Volevano prendersi anche le terre della Chiesa cattolica, ma il nunzio
monsignor Sambi, da poco nominato ambasciatore del papa a Washington, si è
opposto con fermezza. Sul lato israeliano hanno costruito una strada per le
camionette militari. Sul lato palestinese c’è una trincea di sassi, fango e
rifiuti. Quando il muro verrà terminato sarà lungo 670 chilometri, quasi il
doppio della linea verde, il confine stabilito dall’armistizio del 1949 tra
Israele e Giordania, che Tel Aviv non ha mai rispettato. Entra nei
Territori palestinesi, avvolge insediamenti ebraici, gira attorno alle
città dei coloni e sbaraglia la pace di Oslo e la road map, l’ultimo
tentativo faticoso di trovare un’intesa per la Terra Santa. Da nord a sud
d’Israele il Muro taglia terre, divide case, allontana famiglie da altre
famiglie. Loro l’hanno studiato e fotografato, hanno messo in fila le
ragioni della sicurezza di Israele e le condanne delle comunità
internazionali, contestate dalle autorità israeliane


 Hanno viaggiato di qua e di là del Muro per lunghi mesi e alla fine hanno
pubblicato un rapporto: "Un Muro non basta per nascondere un orizzonte
dalla sua terra". È il frutto del lavoro dei volontari del Vis
(Volontariato internazionale per lo sviluppo), l’Ong dei Salesiani che
opera a Betlemme. Hanno scattato cinquecento fotografie e redatto mappe,
che ora sono diventate una mostra che gira per l’Italia. Le foto sono di
Andrea Merli (alcune le pubblichiamo in queste pagine), lo studio è stato
curato insieme a Sara Faustinelli: «Israele ha demolito 7.000 case
palestinesi, lasciando senza tetto oltre 50.000 persone. E poi c’è
un’intera economia che è stata messa con le spalle al muro».

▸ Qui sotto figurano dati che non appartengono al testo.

//! Configuration for the market data proxy

use anyhow::Result;
use serde::{Deserialize, Serialize};

/// Placeholder values shipped in sample env files; treated as "no key"
pub const API_KEY_PLACEHOLDERS: &[&str] = &["SUA_API_KEY_AQUI", "YOUR_API_KEY_HERE"];

/// Market proxy configuration
#[derive(Debug, Clone, Serialize, Deserialize)]
pub struct ProxyConfig {
    /// HTTP server configuration
    pub server: ServerConfig,
    /// Upstream market data API
    pub upstream: UpstreamConfig,
    /// Response cache configuration
    pub cache: CacheConfig,
    /// Rate limiting configuration
    pub rate_limiting: RateLimitConfig,
    /// Multi-currency fan-out configuration
    pub fanout: FanoutConfig,
    /// CORS configuration
    pub cors: CorsConfig,
}

/// HTTP server configuration
#[derive(Debug, Clone, Serialize, Deserialize)]
pub struct ServerConfig {
    /// Server host
    pub host: String,
    /// Server port
    pub port: u16,
    /// Request timeout in seconds
    pub timeout_seconds: u64,
    /// Enable compression
    pub compression: bool,
}

/// Upstream API configuration
#[derive(Debug, Clone, Serialize, Deserialize)]
pub struct UpstreamConfig {
    /// Base URL every upstream path is joined onto
    pub base_url: String,
    /// Optional API credential, appended as `x_cg_pro_api_key`
    pub api_key: Option<String>,
    /// Per-call timeout in seconds
    pub timeout_seconds: u64,
    /// Optional outbound throttle; upstream calls wait for a permit
    pub max_calls_per_minute: Option<u32>,
}

/// Response cache configuration
#[derive(Debug, Clone, Serialize, Deserialize)]
pub struct CacheConfig {
    /// TTL applied to entries stored without an explicit TTL
    pub default_ttl_seconds: u64,
    /// Interval of the background expiry sweep
    pub sweep_interval_seconds: u64,
    /// Optional entry bound; least recently used entries are evicted past it
    pub max_entries: Option<usize>,
}

/// Rate limiting configuration
#[derive(Debug, Clone, Serialize, Deserialize)]
pub struct RateLimitConfig {
    /// Enable rate limiting
    pub enabled: bool,
    /// Fixed window length in seconds
    pub window_seconds: u64,
    /// Requests admitted per client key per window
    pub max_requests: u32,
    /// Key clients on `X-Forwarded-For` / `X-Real-IP` instead of the peer address.
    /// Only safe behind a proxy that overwrites those headers.
    pub trust_forwarded_headers: bool,
}

/// How per-currency listings are combined
#[derive(Debug, Clone, Copy, Default, PartialEq, Eq, Serialize, Deserialize)]
#[serde(rename_all = "snake_case")]
pub enum MergeStrategy {
    /// The first currency's listing decides which assets appear
    #[default]
    FirstCurrency,
    /// Every asset seen in any currency's listing appears
    Union,
}

/// Fan-out configuration
#[derive(Debug, Clone, Serialize, Deserialize)]
pub struct FanoutConfig {
    pub merge_strategy: MergeStrategy,
}

/// CORS configuration
#[derive(Debug, Clone, Serialize, Deserialize)]
pub struct CorsConfig {
    /// Enable CORS
    pub enabled: bool,
    /// Allowed origins, `*` for any
    pub allowed_origins: Vec<String>,
    /// Max age for preflight requests
    pub max_age_seconds: u64,
}

impl Default for ProxyConfig {
    fn default() -> Self {
        Self {
            server: ServerConfig {
                host: "0.0.0.0".to_string(),
                port: 3001,
                timeout_seconds: 30,
                compression: true,
            },
            upstream: UpstreamConfig {
                base_url: "https://api.coingecko.com/api/v3".to_string(),
                api_key: None,
                timeout_seconds: 10,
                max_calls_per_minute: None,
            },
            cache: CacheConfig {
                default_ttl_seconds: 600,    // 10 minutes
                sweep_interval_seconds: 120, // 2 minutes
                max_entries: None,
            },
            rate_limiting: RateLimitConfig {
                enabled: true,
                window_seconds: 15 * 60,
                max_requests: 100,
                trust_forwarded_headers: false,
            },
            fanout: FanoutConfig {
                merge_strategy: MergeStrategy::FirstCurrency,
            },
            cors: CorsConfig {
                enabled: true,
                allowed_origins: vec!["*".to_string()],
                max_age_seconds: 86400, // 24 hours
            },
        }
    }
}

impl ProxyConfig {
    /// Load configuration from an optional file plus the environment.
    ///
    /// Precedence, lowest first: defaults, file, `PROXY_*` variables
    /// (`PROXY_CACHE__DEFAULT_TTL_SECONDS`), then the flat legacy variables
    /// `PORT`, `COINGECKO_API_URL`, `COINGECKO_API_KEY` and `CACHE_TTL`.
    pub fn load(path: &str) -> Result<Self> {
        let defaults = config::Config::try_from(&Self::default())?;

        let settings = config::Config::builder()
            .add_source(defaults)
            .add_source(config::File::with_name(path).required(false))
            .add_source(
                config::Environment::with_prefix("PROXY")
                    .prefix_separator("_")
                    .separator("__"),
            )
            .set_override_option("server.port", legacy_env("PORT"))?
            .set_override_option("upstream.base_url", legacy_env("COINGECKO_API_URL"))?
            .set_override_option("upstream.api_key", legacy_env("COINGECKO_API_KEY"))?
            .set_override_option("cache.default_ttl_seconds", legacy_env("CACHE_TTL"))?
            .build()?;

        Ok(settings.try_deserialize()?)
    }

    /// Get server address
    #[must_use]
    pub fn server_address(&self) -> String {
        format!("{}:{}", self.server.host, self.server.port)
    }
}

impl UpstreamConfig {
    /// The API key, unless it is absent, blank or a known placeholder
    #[must_use]
    pub fn effective_api_key(&self) -> Option<&str> {
        self.api_key
            .as_deref()
            .map(str::trim)
            .filter(|key| !key.is_empty() && !API_KEY_PLACEHOLDERS.contains(key))
    }
}

fn legacy_env(name: &str) -> Option<String> {
    std::env::var(name).ok().filter(|value| !value.trim().is_empty())
}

Nella casa dei Salesiani di Betlemme, Sara mostra carte e grafici sulla
disoccupazione, sull’agricoltura stravolta, sulle fonti d’acqua sparite e
inglobate nei settori israeliani, su oltre 200 cisterne separate dai
villaggi e oggi impossibili da raggiungere e rifornire con le autobotti,
sull’assistenza sanitaria che è andata in pezzi, sulle famiglie separate,
costrette a fare i conti con carte d’identità blu, verdi, arancioni con le
quali tuttavia di solito non si va da nessuna parte.

Spiega Sara: «40.000 persone sono rimaste senza assistenza sanitaria di
base. Le ambulanze palestinesi non possono attraversare i varchi nel Muro e
i malati sono costretti ad aspettare lunghe ore. Qualcuno non ce la fa».
Così è chiaro che un muro non basta a risolvere un conflitto. Spiega suor
Luisa: «Ha aumentato solo l’esasperazione, il risentimento. Provate a
vivere in questa prigione con l’orizzonte spezzato da una barriera grigia».
Verso sera, ormai tutte le sere, gruppi di giovani si avvicinano al Muro
sotto la tomba di Rachele blindata e parte la sassaiola in direzione delle
torrette. Risponde una raffica di mitraglia. Betlemme è stanca di guerra.